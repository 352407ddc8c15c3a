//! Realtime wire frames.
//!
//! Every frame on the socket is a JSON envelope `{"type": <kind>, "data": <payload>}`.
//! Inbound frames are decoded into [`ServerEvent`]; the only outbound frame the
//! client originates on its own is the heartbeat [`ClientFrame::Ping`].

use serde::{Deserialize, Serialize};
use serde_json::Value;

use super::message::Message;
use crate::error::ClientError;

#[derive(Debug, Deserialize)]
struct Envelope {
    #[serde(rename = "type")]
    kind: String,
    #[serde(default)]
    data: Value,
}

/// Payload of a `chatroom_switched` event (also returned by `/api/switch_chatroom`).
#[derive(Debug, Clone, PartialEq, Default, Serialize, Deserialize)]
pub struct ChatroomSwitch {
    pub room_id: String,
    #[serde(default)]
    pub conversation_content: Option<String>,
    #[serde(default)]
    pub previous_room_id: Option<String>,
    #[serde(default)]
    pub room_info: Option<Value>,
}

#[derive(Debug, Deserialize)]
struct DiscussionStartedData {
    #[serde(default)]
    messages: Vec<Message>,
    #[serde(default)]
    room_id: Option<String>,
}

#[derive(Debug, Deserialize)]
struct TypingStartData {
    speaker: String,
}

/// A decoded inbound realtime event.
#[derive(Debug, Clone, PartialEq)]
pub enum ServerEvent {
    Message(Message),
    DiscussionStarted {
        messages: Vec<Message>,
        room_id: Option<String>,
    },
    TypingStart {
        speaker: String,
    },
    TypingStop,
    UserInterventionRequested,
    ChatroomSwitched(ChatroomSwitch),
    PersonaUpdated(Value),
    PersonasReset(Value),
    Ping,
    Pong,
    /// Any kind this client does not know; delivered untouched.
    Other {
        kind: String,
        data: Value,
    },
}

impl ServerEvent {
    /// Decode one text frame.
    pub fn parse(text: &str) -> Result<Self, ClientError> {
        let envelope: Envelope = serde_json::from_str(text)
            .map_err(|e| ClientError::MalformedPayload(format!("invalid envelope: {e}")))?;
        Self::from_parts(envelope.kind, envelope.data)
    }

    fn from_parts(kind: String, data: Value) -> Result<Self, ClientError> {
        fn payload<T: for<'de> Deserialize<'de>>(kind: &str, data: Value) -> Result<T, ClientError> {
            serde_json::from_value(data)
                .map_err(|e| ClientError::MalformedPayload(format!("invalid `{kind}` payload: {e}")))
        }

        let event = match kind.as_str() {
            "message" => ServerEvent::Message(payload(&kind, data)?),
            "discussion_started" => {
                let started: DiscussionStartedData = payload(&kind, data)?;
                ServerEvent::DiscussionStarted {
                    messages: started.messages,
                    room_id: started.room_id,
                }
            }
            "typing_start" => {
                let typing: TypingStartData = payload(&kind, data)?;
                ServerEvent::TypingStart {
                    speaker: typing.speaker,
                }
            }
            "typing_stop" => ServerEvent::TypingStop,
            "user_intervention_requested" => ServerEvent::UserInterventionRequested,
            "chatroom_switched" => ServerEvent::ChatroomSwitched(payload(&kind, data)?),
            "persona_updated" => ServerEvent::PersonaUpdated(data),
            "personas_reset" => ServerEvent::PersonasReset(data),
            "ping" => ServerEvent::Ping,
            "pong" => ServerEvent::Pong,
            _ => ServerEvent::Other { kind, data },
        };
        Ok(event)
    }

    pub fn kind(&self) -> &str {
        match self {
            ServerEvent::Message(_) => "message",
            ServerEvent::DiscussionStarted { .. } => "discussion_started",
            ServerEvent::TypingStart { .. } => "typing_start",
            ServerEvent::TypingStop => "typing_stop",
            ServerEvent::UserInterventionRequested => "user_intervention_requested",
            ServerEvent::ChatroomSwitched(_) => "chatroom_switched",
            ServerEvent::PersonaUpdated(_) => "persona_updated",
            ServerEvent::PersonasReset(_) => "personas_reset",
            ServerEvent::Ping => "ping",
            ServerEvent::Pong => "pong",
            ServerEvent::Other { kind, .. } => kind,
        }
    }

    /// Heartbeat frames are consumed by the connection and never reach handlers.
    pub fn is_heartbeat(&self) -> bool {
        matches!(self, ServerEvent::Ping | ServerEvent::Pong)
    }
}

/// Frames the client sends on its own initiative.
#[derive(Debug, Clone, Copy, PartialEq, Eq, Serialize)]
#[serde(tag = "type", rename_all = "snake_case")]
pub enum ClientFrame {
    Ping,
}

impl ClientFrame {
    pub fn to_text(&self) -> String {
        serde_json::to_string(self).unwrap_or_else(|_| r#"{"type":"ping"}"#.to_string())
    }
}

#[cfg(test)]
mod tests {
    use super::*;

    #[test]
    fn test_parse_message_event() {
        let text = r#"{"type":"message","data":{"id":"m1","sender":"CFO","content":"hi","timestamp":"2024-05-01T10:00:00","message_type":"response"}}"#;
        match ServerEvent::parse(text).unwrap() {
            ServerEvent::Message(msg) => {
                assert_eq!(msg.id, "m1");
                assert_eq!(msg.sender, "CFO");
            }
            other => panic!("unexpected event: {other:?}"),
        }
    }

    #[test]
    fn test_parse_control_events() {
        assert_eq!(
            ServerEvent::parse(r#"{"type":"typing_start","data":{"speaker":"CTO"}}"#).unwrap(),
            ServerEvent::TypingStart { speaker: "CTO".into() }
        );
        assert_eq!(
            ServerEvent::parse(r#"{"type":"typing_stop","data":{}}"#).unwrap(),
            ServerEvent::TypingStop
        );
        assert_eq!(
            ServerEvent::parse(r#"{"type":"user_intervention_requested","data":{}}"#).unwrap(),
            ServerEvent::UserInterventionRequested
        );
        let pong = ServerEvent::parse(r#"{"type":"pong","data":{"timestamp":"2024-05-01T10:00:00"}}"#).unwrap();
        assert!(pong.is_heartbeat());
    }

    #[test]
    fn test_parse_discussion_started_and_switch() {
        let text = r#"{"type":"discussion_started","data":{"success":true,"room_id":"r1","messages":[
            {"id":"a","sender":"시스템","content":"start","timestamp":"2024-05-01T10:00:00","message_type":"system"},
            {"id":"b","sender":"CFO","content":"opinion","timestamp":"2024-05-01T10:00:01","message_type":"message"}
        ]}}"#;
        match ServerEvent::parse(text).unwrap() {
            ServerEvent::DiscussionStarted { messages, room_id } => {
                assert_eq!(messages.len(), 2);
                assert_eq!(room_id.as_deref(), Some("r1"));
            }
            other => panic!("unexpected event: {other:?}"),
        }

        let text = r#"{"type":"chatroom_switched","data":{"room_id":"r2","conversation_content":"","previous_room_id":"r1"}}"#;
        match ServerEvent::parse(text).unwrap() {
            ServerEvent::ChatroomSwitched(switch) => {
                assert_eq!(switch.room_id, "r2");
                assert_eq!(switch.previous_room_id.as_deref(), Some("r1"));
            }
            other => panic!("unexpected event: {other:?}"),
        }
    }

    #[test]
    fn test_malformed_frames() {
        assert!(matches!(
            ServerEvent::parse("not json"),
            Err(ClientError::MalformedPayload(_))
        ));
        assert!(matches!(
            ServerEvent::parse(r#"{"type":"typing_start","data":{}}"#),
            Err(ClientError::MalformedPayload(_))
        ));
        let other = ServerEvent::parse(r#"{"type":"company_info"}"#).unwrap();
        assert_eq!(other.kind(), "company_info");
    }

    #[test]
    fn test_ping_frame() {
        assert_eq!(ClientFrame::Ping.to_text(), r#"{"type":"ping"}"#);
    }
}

□ □ □ □

WORK REQUIRED: Return the listing above verbatim.

EXERCISE OUTPUT:
repository 352407ddc8c15c3a
//! Realtime wire frames.
//!
//! Every frame on the socket is a JSON envelope `{"type": <kind>, "data": <payload>}`.
//! Inbound frames are decoded into [`ServerEvent`]; the only outbound frame the
//! client originates on its own is the heartbeat [`ClientFrame::Ping`].

use serde::{Deserialize, Serialize};
use serde_json::Value;

use super::message::Message;
use crate::error::ClientError;

#[derive(Debug, Deserialize)]
struct Envelope {
    #[serde(rename = "type")]
    kind: String,
    #[serde(default)]
    data: Value,
}

/// Payload of a `chatroom_switched` event (also returned by `/api/switch_chatroom`).
#[derive(Debug, Clone, PartialEq, Default, Serialize, Deserialize)]
pub struct ChatroomSwitch {
    pub room_id: String,
    #[serde(default)]
    pub conversation_content: Option<String>,
    #[serde(default)]
    pub previous_room_id: Option<String>,
    #[serde(default)]
    pub room_info: Option<Value>,
}

#[derive(Debug, Deserialize)]
struct DiscussionStartedData {
    #[serde(default)]
    messages: Vec<Message>,
    #[serde(default)]
    room_id: Option<String>,
}

#[derive(Debug, Deserialize)]
struct TypingStartData {
    speaker: String,
}

/// A decoded inbound realtime event.
#[derive(Debug, Clone, PartialEq)]
pub enum ServerEvent {
    Message(Message),
    DiscussionStarted {
        messages: Vec<Message>,
        room_id: Option<String>,
    },
    TypingStart {
        speaker: String,
    },
    TypingStop,
    UserInterventionRequested,
    ChatroomSwitched(ChatroomSwitch),
    PersonaUpdated(Value),
    PersonasReset(Value),
    Ping,
    Pong,
    /// Any kind this client does not know; delivered untouched.
    Other {
        kind: String,
        data: Value,
    },
}

impl ServerEvent {
    /// Decode one text frame.
    pub fn parse(text: &str) -> Result<Self, ClientError> {
        let envelope: Envelope = serde_json::from_str(text)
            .map_err(|e| ClientError::MalformedPayload(format!("invalid envelope: {e}")))?;
        Self::from_parts(envelope.kind, envelope.data)
    }

    fn from_parts(kind: String, data: Value) -> Result<Self, ClientError> {
        fn payload<T: for<'de> Deserialize<'de>>(kind: &str, data: Value) -> Result<T, ClientError> {
            serde_json::from_value(data)
                .map_err(|e| ClientError::MalformedPayload(format!("invalid `{kind}` payload: {e}")))
        }

        let event = match kind.as_str() {
            "message" => ServerEvent::Message(payload(&kind, data)?),
            "discussion_started" => {
                let started: DiscussionStartedData = payload(&kind, data)?;
                ServerEvent::DiscussionStarted {
                    messages: started.messages,
                    room_id: started.room_id,
                }
            }
            "typing_start" => {
                let typing: TypingStartData = payload(&kind, data)?;
                ServerEvent::TypingStart {
                    speaker: typing.speaker,
                }
            }
            "typing_stop" => ServerEvent::TypingStop,
            "user_intervention_requested" => ServerEvent::UserInterventionRequested,
            "chatroom_switched" => ServerEvent::ChatroomSwitched(payload(&kind, data)?),
            "persona_updated" => ServerEvent::PersonaUpdated(data),
            "personas_reset" => ServerEvent::PersonasReset(data),
            "ping" => ServerEvent::Ping,
            "pong" => ServerEvent::Pong,
            _ => ServerEvent::Other { kind, data },
        };
        Ok(event)
    }

    pub fn kind(&self) -> &str {
        match self {
            ServerEvent::Message(_) => "message",
            ServerEvent::DiscussionStarted { .. } => "discussion_started",
            ServerEvent::TypingStart { .. } => "typing_start",
            ServerEvent::TypingStop => "typing_stop",
            ServerEvent::UserInterventionRequested => "user_intervention_requested",
            ServerEvent::ChatroomSwitched(_) => "chatroom_switched",
            ServerEvent::PersonaUpdated(_) => "persona_updated",
            ServerEvent::PersonasReset(_) => "personas_reset",
            ServerEvent::Ping => "ping",
            ServerEvent::Pong => "pong",
            ServerEvent::Other { kind, .. } => kind,
        }
    }

    /// Heartbeat frames are consumed by the connection and never reach handlers.
    pub fn is_heartbeat(&self) -> bool {
        matches!(self, ServerEvent::Ping | ServerEvent::Pong)
    }
}

/// Frames the client sends on its own initiative.
#[derive(Debug, Clone, Copy, PartialEq, Eq, Serialize)]
#[serde(tag = "type", rename_all = "snake_case")]
pub enum ClientFrame {
    Ping,
}

impl ClientFrame {
    pub fn to_text(&self) -> String {
        serde_json::to_string(self).unwrap_or_else(|_| r#"{"type":"ping"}"#.to_string())
    }
}

#[cfg(test)]
mod tests {
    use super::*;

    #[test]
    fn test_parse_message_event() {
        let text = r#"{"type":"message","data":{"id":"m1","sender":"CFO","content":"hi","timestamp":"2024-05-01T10:00:00","message_type":"response"}}"#;
        match ServerEvent::parse(text).unwrap() {
            ServerEvent::Message(msg) => {
                assert_eq!(msg.id, "m1");
                assert_eq!(msg.sender, "CFO");
            }
            other => panic!("unexpected event: {other:?}"),
        }
    }

    #[test]
    fn test_parse_control_events() {
        assert_eq!(
            ServerEvent::parse(r#"{"type":"typing_start","data":{"speaker":"CTO"}}"#).unwrap(),
            ServerEvent::TypingStart { speaker: "CTO".into() }
        );
        assert_eq!(
            ServerEvent::parse(r#"{"type":"typing_stop","data":{}}"#).unwrap(),
            ServerEvent::TypingStop
        );
        assert_eq!(
            ServerEvent::parse(r#"{"type":"user_intervention_requested","data":{}}"#).unwrap(),
            ServerEvent::UserInterventionRequested
        );
        let pong = ServerEvent::parse(r#"{"type":"pong","data":{"timestamp":"2024-05-01T10:00:00"}}"#).unwrap();
        assert!(pong.is_heartbeat());
    }

    #[test]
    fn test_parse_discussion_started_and_switch() {
        let text = r#"{"type":"discussion_started","data":{"success":true,"room_id":"r1","messages":[
            {"id":"a","sender":"시스템","content":"start","timestamp":"2024-05-01T10:00:00","message_type":"system"},
            {"id":"b","sender":"CFO","content":"opinion","timestamp":"2024-05-01T10:00:01","message_type":"message"}
        ]}}"#;
        match ServerEvent::parse(text).unwrap() {
            ServerEvent::DiscussionStarted { messages, room_id } => {
                assert_eq!(messages.len(), 2);
                assert_eq!(room_id.as_deref(), Some("r1"));
            }
            other => panic!("unexpected event: {other:?}"),
        }

        let text = r#"{"type":"chatroom_switched","data":{"room_id":"r2","conversation_content":"","previous_room_id":"r1"}}"#;
        match ServerEvent::parse(text).unwrap() {
            ServerEvent::ChatroomSwitched(switch) => {
                assert_eq!(switch.room_id, "r2");
                assert_eq!(switch.previous_room_id.as_deref(), Some("r1"));
            }
            other => panic!("unexpected event: {other:?}"),
        }
    }

    #[test]
    fn test_malformed_frames() {
        assert!(matches!(
            ServerEvent::parse("not json"),
            Err(ClientError::MalformedPayload(_))
        ));
        assert!(matches!(
            ServerEvent::parse(r#"{"type":"typing_start","data":{}}"#),
            Err(ClientError::MalformedPayload(_))
        ));
        let other = ServerEvent::parse(r#"{"type":"company_info"}"#).unwrap();
        assert_eq!(other.kind(), "company_info");
    }

    #[test]
    fn test_ping_frame() {
        assert_eq!(ClientFrame::Ping.to_text(), r#"{"type":"ping"}"#);
    }
}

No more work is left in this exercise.